Wednesday, May 1, 2013

BOOK REVIEW: "THERE ONCE LIVED A GIRL WHO SEDUCED HER SISTER'S HUSBAND, AND HE HANGED HIMSELF" by Lumilla Petrushevskaya

This collection of short stories is rather dubiously and sardonically titled "Love Stories", but of course, they're really nothing of the sort. Soviet/Russian writer Ludmilla Petrushevskaya traffics in the sort of love in which children drift sadly apart from their parents, husbands and wives are continually philandering, alcohol poisons relationships and most everyone's grim, poor and barely holding it together. In other words, great Russian literature! I had a blast with this book. I read a review of it and instantly knew it was for me, and it didn't disappoint. It turns out Petrushevskaya's been writing for many years – she's now 70 – and her work was suppressed in the Soviet era; not because it was political, but because it was so dark, and because it showed a sad ordinariness in the broken lives and lost souls of the Communist system, the people who had to live within and under it for over 70 years. The stories collected here were written in spurts from the 1970s until just before the book's publication.

Petrushevskaya will typically, in these very short stories, quickly establish a central character – usually a girl or woman who lives in the tiny Moscow apartment blocks that the Soviets built en masse for the people. This girl or woman will often have conflict in her family; perhaps a loving mother (we learn in the translator's introduction that Petrushevskaya herself had a rotten childhood, redeemed by her mother's love) but not much else. Often her career is a dead end, and her romantic prospects are dismal; or, if she has a husband, he's a laggard, a liar or a drunk. When and if children come into the picture, it's not always a good thing, and it usually means that the father is either absent, or about to be.

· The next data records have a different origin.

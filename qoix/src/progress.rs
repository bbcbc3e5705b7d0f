use core::ops::ControlFlow;

/// Observes encoding and decoding one row at a time, and may abort it.
///
/// Abort requests are only honored at row boundaries. An aborted call returns normally with an
/// aborted status. Whatever was written to the output up to that point is left there for the
/// caller to discard.
pub trait Progress {
    /// Called before the first pixel of `row` is processed, `rows` being the image height.
    fn row_started(&mut self, row: u32, rows: u32) -> ControlFlow<()>;
}

/// Never aborts.
#[derive(Debug, Clone, Copy, Default)]
pub struct NoProgress;

impl Progress for NoProgress {
    #[inline]
    fn row_started(&mut self, _row: u32, _rows: u32) -> ControlFlow<()> {
        ControlFlow::Continue(())
    }
}

impl<F> Progress for F
where
    F: FnMut(u32, u32) -> ControlFlow<()>,
{
    #[inline]
    fn row_started(&mut self, row: u32, rows: u32) -> ControlFlow<()> {
        self(row, rows)
    }
}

One story that really grabbed me is called "Like Penelope", and strangely, it's one of the few semi-uplifting tales in the book. Our central character this time is Oksana, who lives with her mother Nina, who adores her, but "who is the only person who loved her". Through some interesting and strange family dynamics, she initially resists, then accepts a new dress her mom and grandmother-in-law have clumsily made her. Her confidence and beauty is transformed the moment she decides to embrace and wear it, at which point an estranged relative, her grandmother-in-law's grandson, bursts into the door during a drunken fight in the apartment downstairs that has just ended in murder. The relative is instantly captivated, and it's clear that Oksana will finally be loved by someone other than her mother. It's typical of Petrushevskaya to populate these stories with women like Nina, who want to do well and do right with their very limited means, only using their capacity for love in a place where there's not much of it to go around.

The picture one gets is probably one not much different from your conception of anonymous and desperate urban living on the margins of Russian society. It's a feminine take on the mundane day-to-day drabness of this sort of life, yet with life-changing moments like birth, death, marriage, divorce, heartbreak and familial inheritance that alter an individual's life dramatically; unfortunately, usually not for the better.